### Exercise
Beginning with the first line of the data below, extract each line up to and including the one containing "use tokio::task::JoinSet;". Copy them exactly and add nothing.

### Input data
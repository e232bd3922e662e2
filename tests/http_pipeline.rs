//! Request pipeline: every request yields one log record and one metric pair.

mod common;

use axum::body::Body;
use axum::http::{Request, StatusCode};
use axum::routing::get;
use axum::Router;
use http_body_util::BodyExt;
use serde_json::Value;
use tokio::task::JoinSet;
use tower::ServiceExt;

use common::{capture_logs, test_router};

async fn call(router: &Router, request: Request<Body>) -> (StatusCode, axum::http::HeaderMap, Vec<u8>) {
    let response = router.clone().oneshot(request).await.unwrap();
    let status = response.status();
    let headers = response.headers().clone();
    let body = response.into_body().collect().await.unwrap().to_bytes().to_vec();
    (status, headers, body)
}

fn get_req(path: &str) -> Request<Body> {
    Request::get(path).body(Body::empty()).unwrap()
}

fn completed(records: &[Value]) -> Vec<&Value> {
    records
        .iter()
        .filter(|r| r["message"] == "request completed")
        .collect()
}

async fn boom() -> &'static str {
    panic!("handler exploded")
}

async fn missing() -> (StatusCode, &'static str) {
    (StatusCode::NOT_FOUND, "no such item")
}

async fn plain() -> &'static str {
    "plain text"
}

#[tokio::test]
async fn ping_logs_once_and_counts_once() {
    let (logs, _guard) = capture_logs();
    let (router, _) = test_router(Router::new());

    let (status, _, body) = call(&router, get_req("/ping")).await;
    assert_eq!(status, StatusCode::OK);
    let body: Value = serde_json::from_slice(&body).unwrap();
    assert_eq!(body["status"], "success");
    assert_eq!(body["message"], "pong");
    assert!(chrono::DateTime::parse_from_rfc3339(body["time"].as_str().unwrap()).is_ok());

    let records = logs.records();
    let ping_lines: Vec<_> = records.iter().filter(|r| r["url.path"] == "/ping").collect();
    assert_eq!(ping_lines.len(), 1);
    let line = ping_lines[0];
    assert_eq!(line["http.response.status_code"], 200);
    assert_eq!(line["http.request.method"], "GET");
    assert_eq!(line["service.name"], "orchestrated-ping");
    assert!(line["event.duration"].is_u64());
    assert!(line["trace.id"].as_str().is_some_and(|id| !id.is_empty()));

    let (_, _, metrics) = call(&router, get_req("/metrics")).await;
    let metrics = String::from_utf8(metrics).unwrap();
    assert!(metrics.contains(r#"http_requests_total{method="GET",endpoint="/ping",status="200"} 1"#));
    assert!(metrics.contains(r#"http_request_duration_seconds_count{method="GET",endpoint="/ping",status="200"} 1"#));
}

#[tokio::test]
async fn logged_bytes_match_body_length() {
    let (logs, _guard) = capture_logs();
    let (router, _) = test_router(Router::new());

    let (_, _, body) = call(&router, get_req("/ready")).await;

    let records = logs.records();
    let line = completed(&records)[0];
    assert_eq!(line["http.response.body.bytes"], body.len() as u64);
}

#[tokio::test]
async fn panicking_handler_is_recovered_and_still_instrumented() {
    let (logs, _guard) = capture_logs();
    let (router, metrics) = test_router(Router::new().route("/boom", get(boom)));

    let request = Request::get("/boom")
        .header("x-request-id", "req-panic")
        .body(Body::empty())
        .unwrap();
    let (status, _, body) = call(&router, request).await;
    assert_eq!(status, StatusCode::INTERNAL_SERVER_ERROR);
    let body: Value = serde_json::from_slice(&body).unwrap();
    assert_eq!(body["status"], "error");

    let records = logs.records();
    let panics: Vec<_> = records.iter().filter(|r| r["message"] == "handler panicked").collect();
    assert_eq!(panics.len(), 1);
    assert_eq!(panics[0]["log.level"], "ERROR");
    assert_eq!(panics[0]["error.message"], "handler exploded");
    assert_eq!(panics[0]["trace.id"], "req-panic");

    let done = completed(&records);
    assert_eq!(done.len(), 1);
    assert_eq!(done[0]["http.response.status_code"], 500);

    assert!(metrics
        .snapshot()
        .contains(r#"http_requests_total{method="GET",endpoint="/boom",status="500"} 1"#));

    let (status, _, _) = call(&router, get_req("/ping")).await;
    assert_eq!(status, StatusCode::OK);
}

#[tokio::test]
async fn explicit_status_is_recorded() {
    let (logs, _guard) = capture_logs();
    let (router, metrics) = test_router(Router::new().route("/items/{id}", get(missing)));

    let (status, _, _) = call(&router, get_req("/items/42")).await;
    assert_eq!(status, StatusCode::NOT_FOUND);

    let records = logs.records();
    let line = completed(&records)[0];
    assert_eq!(line["http.response.status_code"], 404);
    assert_eq!(line["url.path"], "/items/42");

    let snapshot = metrics.snapshot();
    assert!(snapshot.contains(r#"http_requests_total{method="GET",endpoint="/items/{id}",status="404"} 1"#));
    assert!(!snapshot.contains("/items/42"));
}

#[tokio::test]
async fn status_defaults_to_200() {
    let (logs, _guard) = capture_logs();
    let (router, _) = test_router(Router::new().route("/plain", get(plain)));

    call(&router, get_req("/plain")).await;

    let records = logs.records();
    assert_eq!(completed(&records)[0]["http.response.status_code"], 200);
}

#[tokio::test]
async fn unmatched_routes_share_one_label() {
    let (router, metrics) = test_router(Router::new());

    for path in ["/a", "/b/c", "/d?x=1"] {
        let (status, _, _) = call(&router, get_req(path)).await;
        assert_eq!(status, StatusCode::NOT_FOUND);
    }

    assert!(metrics
        .snapshot()
        .contains(r#"http_requests_total{method="GET",endpoint="unmatched",status="404"} 3"#));
}

#[tokio::test]
async fn correlation_id_and_client_address_are_logged() {
    let (logs, _guard) = capture_logs();
    let (router, _) = test_router(Router::new());

    let request = Request::get("/health")
        .header("x-request-id", "abc-123")
        .header("x-forwarded-for", "198.51.100.4, 10.0.0.1")
        .body(Body::empty())
        .unwrap();
    let (_, headers, _) = call(&router, request).await;
    assert_eq!(headers["x-request-id"], "abc-123");

    let records = logs.records();
    let line = completed(&records)[0];
    assert_eq!(line["trace.id"], "abc-123");
    assert_eq!(line["client.address"], "198.51.100.4");
}

#[tokio::test]
async fn concurrent_requests_are_all_counted() {
    const N: usize = 64;
    let (router, metrics) = test_router(Router::new());

    let mut tasks = JoinSet::new();
    for _ in 0..N {
        let router = router.clone();
        tasks.spawn(async move {
            let response = router.oneshot(get_req("/ping")).await.unwrap();
            response.into_body().collect().await.unwrap();
        });
    }
    while let Some(done) = tasks.join_next().await {
        done.unwrap();
    }

    assert!(metrics
        .snapshot()
        .contains(&format!(r#"http_requests_total{{method="GET",endpoint="/ping",status="200"}} {N}"#)));
}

### Result of the task
repository e232bd3922e662e2
filename tests/http_pipeline.rs
//! Request pipeline: every request yields one log record and one metric pair.

mod common;

use axum::body::Body;
use axum::http::{Request, StatusCode};
use axum::routing::get;
use axum::Router;
use http_body_util::BodyExt;
use serde_json::Value;
use tokio::task::JoinSet;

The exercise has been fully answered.